Extracted data:
■ ■ ■ ■
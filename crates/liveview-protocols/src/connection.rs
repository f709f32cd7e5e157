//! Transport connection abstraction.
//!
//! The session router and registry never touch sockets directly; they talk
//! to a [`Connection`], which the transport layer (or a test double)
//! implements.

use std::sync::Arc;

use async_trait::async_trait;

use crate::error::ConnectionError;
use crate::message::ServerCommand;

/// Shared handle to a live connection.
pub type ConnectionHandle = Arc<dyn Connection>;

/// A live, bidirectional connection to one browser tab.
#[async_trait]
pub trait Connection: Send + Sync {
    /// Unique connection ID, stable for the lifetime of the connection.
    fn id(&self) -> &str;

    /// Whether the connection has been closed by either side.
    fn is_closed(&self) -> bool;

    /// Queue one text frame for the client.
    async fn send_text(&self, text: String) -> Result<(), ConnectionError>;

    /// Close the connection. Closing twice is a no-op.
    async fn close(&self);

    /// Encode and send a server command.
    async fn send_command(&self, command: &ServerCommand) -> Result<(), ConnectionError> {
        if self.is_closed() {
            return Err(ConnectionError::Closed);
        }
        let text = command
            .encode()
            .map_err(|e| ConnectionError::Encode(e.to_string()))?;
        self.send_text(text).await
    }
}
■ ■ ■ ■
Exercise prompt: Look above for the line with "use async_trait::async_trait;"; retype exactly that line, every line after it up to the line with "#[async_trait]", and that line too, nothing else.

Your response:
use async_trait::async_trait;

use crate::error::ConnectionError;
use crate::message::ServerCommand;

/// Shared handle to a live connection.
pub type ConnectionHandle = Arc<dyn Connection>;

/// A live, bidirectional connection to one browser tab.
#[async_trait]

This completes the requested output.